With cyberattacks becoming increasingly common among businesses in the health care industry, it’s critical to take every conceivable precaution to protect your data. Yet, many businesses are still of the “it’ll never happen to me” mindset.

In this real-life claims scenario, you’ll discover what it’s like to experience a cyberattack as you take the point of view of a provider who suddenly loses access to her data. After you’ve walked in her shoes, you’ll learn some tips on what to do to protect against cyberattacks and how to mitigate the damages should you experience one.

The Case of the Shackled System

The day starts as any other would. There’s a light morning breeze as you make your way through the entrance to one of your five locations. You spend a few minutes straightening items on shelves, sipping coffee and checking in with your staff.

“Oh! Maria is coming in for a fitting this afternoon. We were able to get her custom prosthesis covered,” Jan says.

“That’s great news! Let me know when she’s here. I’d love to see her,” you say.

“You got it, Karen.”

“And great work, Jan,” you say. Jan gives a small nod and starts to blush a bit as you head into your office. You sit down at your computer like you would any morning. But today, as you try to access your system, a message you haven’t seen before appears.

All your files have been encrypted. You must pay $30,000 in Bitcoin within 72 hours to regain access to your data.

You reach behind your computer tower and disconnect it from your network. You hope, as you start to call your IT expert Jerry, the issue is isolated to your computer. From just outside your door, you hear Jan, “Um…Karen? There’s something weird going on with the computers.”

With that, Jerry picks up. “Hello, Karen.”

“Hi, Jerry. We have a problem.”

After you explain to Jerry what’s just happened, he says, “Okay. Make sure you’ve disabled all your network connections. Have your other locations do the same. I’ll see what I can find out.”

You hang up and find Jan standing in your office doorway with sticky notes clinging to each of her fingers. “The other locations just called. They say they’re getting the same message.”

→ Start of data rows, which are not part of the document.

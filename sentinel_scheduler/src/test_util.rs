use std::{
    collections::HashMap,
    sync::{Arc, Mutex},
    time::Duration,
};

use async_trait::async_trait;
use sentinel_models::{task::TaskId, user::UserId};

use crate::{
    NotificationSink, ReminderNotification, ReminderRequest, ReminderScheduler, UserDirectory,
};

#[derive(Debug, Clone, PartialEq)]
pub enum SchedulerCall {
    Schedule(ReminderRequest),
    Cancel(TaskId),
    CancelAll,
    Shutdown,
}

/// Scheduler that only records what it was asked to do.
#[derive(Default, Clone)]
pub struct RecordingReminderScheduler {
    calls: Arc<Mutex<Vec<SchedulerCall>>>,
}

impl RecordingReminderScheduler {
    pub fn calls(&self) -> Vec<SchedulerCall> {
        self.calls.lock().unwrap().clone()
    }

    fn record(&self, call: SchedulerCall) {
        self.calls.lock().unwrap().push(call);
    }
}

#[async_trait]
impl ReminderScheduler for RecordingReminderScheduler {
    fn schedule_reminder(&self, request: ReminderRequest) {
        self.record(SchedulerCall::Schedule(request));
    }

    fn cancel_reminder(&self, task_id: &str) {
        self.record(SchedulerCall::Cancel(task_id.to_owned()));
    }

    fn cancel_all_reminders(&self) {
        self.record(SchedulerCall::CancelAll);
    }

    async fn shutdown(&self) {
        self.record(SchedulerCall::Shutdown);
    }
}

pub type Delivered = Arc<Mutex<Vec<ReminderNotification>>>;

/// Sink that records notifications, optionally after a delay or with a failure.
#[derive(Default, Clone)]
pub struct RecordingSink {
    pub started: Delivered,
    pub delivered: Delivered,
    pub delay: Option<Duration>,
    pub fail: bool,
}

impl RecordingSink {
    pub fn delivered(&self) -> Vec<ReminderNotification> {
        self.delivered.lock().unwrap().clone()
    }

    pub fn started(&self) -> Vec<ReminderNotification> {
        self.started.lock().unwrap().clone()
    }
}

#[async_trait]
impl NotificationSink for RecordingSink {
    async fn deliver(&self, notification: &ReminderNotification) -> anyhow::Result<()> {
        self.started.lock().unwrap().push(notification.clone());

        if let Some(delay) = self.delay {
            tokio::time::sleep(delay).await;
        }

        if self.fail {
            anyhow::bail!("Delivery channel unavailable");
        }

        self.delivered.lock().unwrap().push(notification.clone());
        Ok(())
    }
}

#[derive(Default, Clone)]
pub struct MapUserDirectory {
    pub emails: HashMap<UserId, String>,
    pub fail: bool,
}

impl MapUserDirectory {
    pub fn with_user(mut self, user_id: &str, email: &str) -> Self {
        self.emails.insert(user_id.to_owned(), email.to_owned());
        self
    }
}

#[async_trait]
impl UserDirectory for MapUserDirectory {
    async fn lookup_email(&self, user_id: &UserId) -> anyhow::Result<Option<String>> {
        if self.fail {
            anyhow::bail!("User directory unavailable");
        }

        Ok(self.emails.get(user_id).cloned())
    }
}
use chrono::{DateTime, Utc};

pub type UserId = String;

#[derive(Debug, Clone)]
pub struct User {
    pub id: UserId,
    pub email: String,
    pub created_at: DateTime<Utc>,
}
use std::time::Duration;

use async_trait::async_trait;

use crate::{
    job::ReminderRequest,
    registry::{ReminderRegistry, ScheduleOutcome},
};

const DEFAULT_SHUTDOWN_TIMEOUT: Duration = Duration::from_secs(5);

/// Reminder operations available to task lifecycle handlers.
///
/// None of these report failure: a reminder problem must never fail the
/// task operation that triggered it.
#[async_trait]
pub trait ReminderScheduler: Send + Sync + 'static {
    fn schedule_reminder(&self, request: ReminderRequest);

    fn cancel_reminder(&self, task_id: &str);

    fn cancel_all_reminders(&self);

    async fn shutdown(&self);
}

pub struct TaskReminderScheduler {
    registry: ReminderRegistry,
    shutdown_timeout: Duration,
}

impl TaskReminderScheduler {
    pub fn new(registry: ReminderRegistry) -> Self {
        Self {
            registry,
            shutdown_timeout: DEFAULT_SHUTDOWN_TIMEOUT,
        }
    }

    pub fn with_shutdown_timeout(mut self, shutdown_timeout: Duration) -> Self {
        self.shutdown_timeout = shutdown_timeout;
        self
    }

    pub fn registry(&self) -> &ReminderRegistry {
        &self.registry
    }
}

#[async_trait]
impl ReminderScheduler for TaskReminderScheduler {
    fn schedule_reminder(&self, request: ReminderRequest) {
        let task_id = request.task_id.clone();
        match self.registry.schedule(request) {
            Ok(ScheduleOutcome::Scheduled { job_id, fire_at }) => log::debug!(
                "Reminder scheduled. [task_id = {task_id}, job_id = {job_id}, fire_at = {fire_at}]"
            ),
            Ok(_) => {}
            Err(e) => log::error!("Failed to schedule reminder. [task_id = {task_id}, error = {e:#}]"),
        }
    }

    fn cancel_reminder(&self, task_id: &str) {
        if !self.registry.cancel(task_id) {
            log::debug!("No pending reminder to cancel. [task_id = {task_id}]");
        }
    }

    fn cancel_all_reminders(&self) {
        self.registry.cancel_all();
    }

    async fn shutdown(&self) {
        self.registry.shutdown(self.shutdown_timeout).await;
    }
}

#[cfg(test)]
mod tests {
    use std::sync::Arc;

    use chrono::{TimeDelta, Utc};

    use crate::{
        Clock, TokioClock, default_lead_time,
        test_util::{MapUserDirectory, RecordingSink},
    };

    use super::*;

    fn scheduler(sink: &RecordingSink) -> (Arc<TokioClock>, TaskReminderScheduler) {
        let clock = Arc::new(TokioClock::new());
        let registry = ReminderRegistry::new(
            clock.clone(),
            Arc::new(MapUserDirectory::default()),
            Arc::new(sink.clone()),
            default_lead_time(),
        );

        (clock, TaskReminderScheduler::new(registry))
    }

    #[test]
    pub fn schedule_failure_is_swallowed() {
        let sink = RecordingSink::default();
        let (_, scheduler) = scheduler(&sink);
        let request = ReminderRequest::new(
            "t1",
            "u1",
            "Outside runtime",
            Some(Utc::now() + TimeDelta::hours(1)),
        );

        scheduler.schedule_reminder(request);

        assert!(scheduler.registry().is_empty());
    }

    #[tokio::test(start_paused = true)]
    pub async fn facade_drives_registry() {
        let sink = RecordingSink::default();
        let (clock, scheduler) = scheduler(&sink);
        let due_at = clock.now() + TimeDelta::minutes(30);

        scheduler.schedule_reminder(ReminderRequest::new("t1", "u1", "One", Some(due_at)));
        scheduler.schedule_reminder(ReminderRequest::new("t2", "u1", "Two", Some(due_at)));
        assert_eq!(scheduler.registry().len(), 2);

        scheduler.cancel_reminder("t1");
        scheduler.cancel_reminder("t1");
        assert_eq!(scheduler.registry().len(), 1);

        scheduler.cancel_all_reminders();
        assert!(scheduler.registry().is_empty());
    }

    #[tokio::test(start_paused = true)]
    pub async fn shutdown_leaves_no_pending_reminders() {
        let sink = RecordingSink::default();
        let (clock, scheduler) = scheduler(&sink);
        let scheduler = scheduler.with_shutdown_timeout(Duration::from_secs(1));
        let due_at = clock.now() + TimeDelta::minutes(30);

        scheduler.schedule_reminder(
            ReminderRequest::new("t1", "u1", "One", Some(due_at)).with_email("u1@example.com"),
        );
        scheduler.shutdown().await;

        assert!(scheduler.registry().is_empty());
        tokio::time::sleep(Duration::from_secs(3600)).await;
        assert!(sink.started().is_empty());
    }
}
use std::collections::HashMap;

use async_trait::async_trait;
use chrono::Utc;
use tokio::sync::RwLock;

use sentinel_models::user::{User, UserId};

use crate::StorageError;

pub struct NewUser {
    pub id: Option<UserId>,
    pub email: String,
}

#[async_trait]
pub trait UserStorage: Send + Sync {
    async fn get(&self, id: &UserId) -> Result<Option<User>, StorageError>;
    async fn create(&self, new_user: NewUser) -> Result<User, StorageError>;
}

#[derive(Default)]
pub struct InMemoryUserStorage {
    store: RwLock<(u64, HashMap<UserId, User>)>,
}

impl InMemoryUserStorage {
    pub fn new() -> Self {
        Self::default()
    }
}

#[async_trait]
impl UserStorage for InMemoryUserStorage {
    async fn get(&self, id: &UserId) -> Result<Option<User>, StorageError> {
        let store = self.store.read().await;
        Ok(store.1.get(id).cloned())
    }

    async fn create(&self, new_user: NewUser) -> Result<User, StorageError> {
        let mut store = self.store.write().await;
        if store
            .1
            .values()
            .any(|user| user.email.eq_ignore_ascii_case(&new_user.email))
        {
            return Err(StorageError::DuplicateEmail(new_user.email));
        }

        let id = match new_user.id {
            Some(id) if store.1.contains_key(&id) => {
                return Err(StorageError::DuplicateUserId(id));
            }
            Some(id) => id,
            None => {
                store.0 += 1;
                format!("user-{}", store.0)
            }
        };

        let user = User {
            id: id.clone(),
            email: new_user.email,
            created_at: Utc::now(),
        };
        store.1.insert(id, user.clone());

        log::info!("Created user. [user_id = {}]", user.id);
        Ok(user)
    }
}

You nod and force a smile as she hands you the notes. Jan goes to leave, but turns back and asks, “Karen? Um…what should I tell the clients?”

The Outcome of the Case

In the end, this particular provider’s business was interrupted for five days. The data on two servers, 30 computers and their proprietary software was lost. And, the most recent backup that they could use was from three days prior to the attack.

Fortunately, their patient data wasn’t compromised or stolen, which could have led to extensive fines. Instead, it was simply encrypted to the point that no one could access it. However, between the disruption to business and loss of data, the provider was still left with a lofty price tag of nearly $50,000, with no cyber insurance to help with those costs.

As attacks of this nature continue to hit providers of all sizes in all sectors of the health care industry, it’s essential to take action today to protect your business.

Best Practices to Protect Your Business

Hire third-party security experts to expose known threats and offer best practices.

There are companies that specialize in ongoing penetration tests where a security expert will attempt to breach your system. They will then provide a detailed report of vulnerabilities, which you can use to develop and implement security measures to protect data.

Educate your staff about protecting data.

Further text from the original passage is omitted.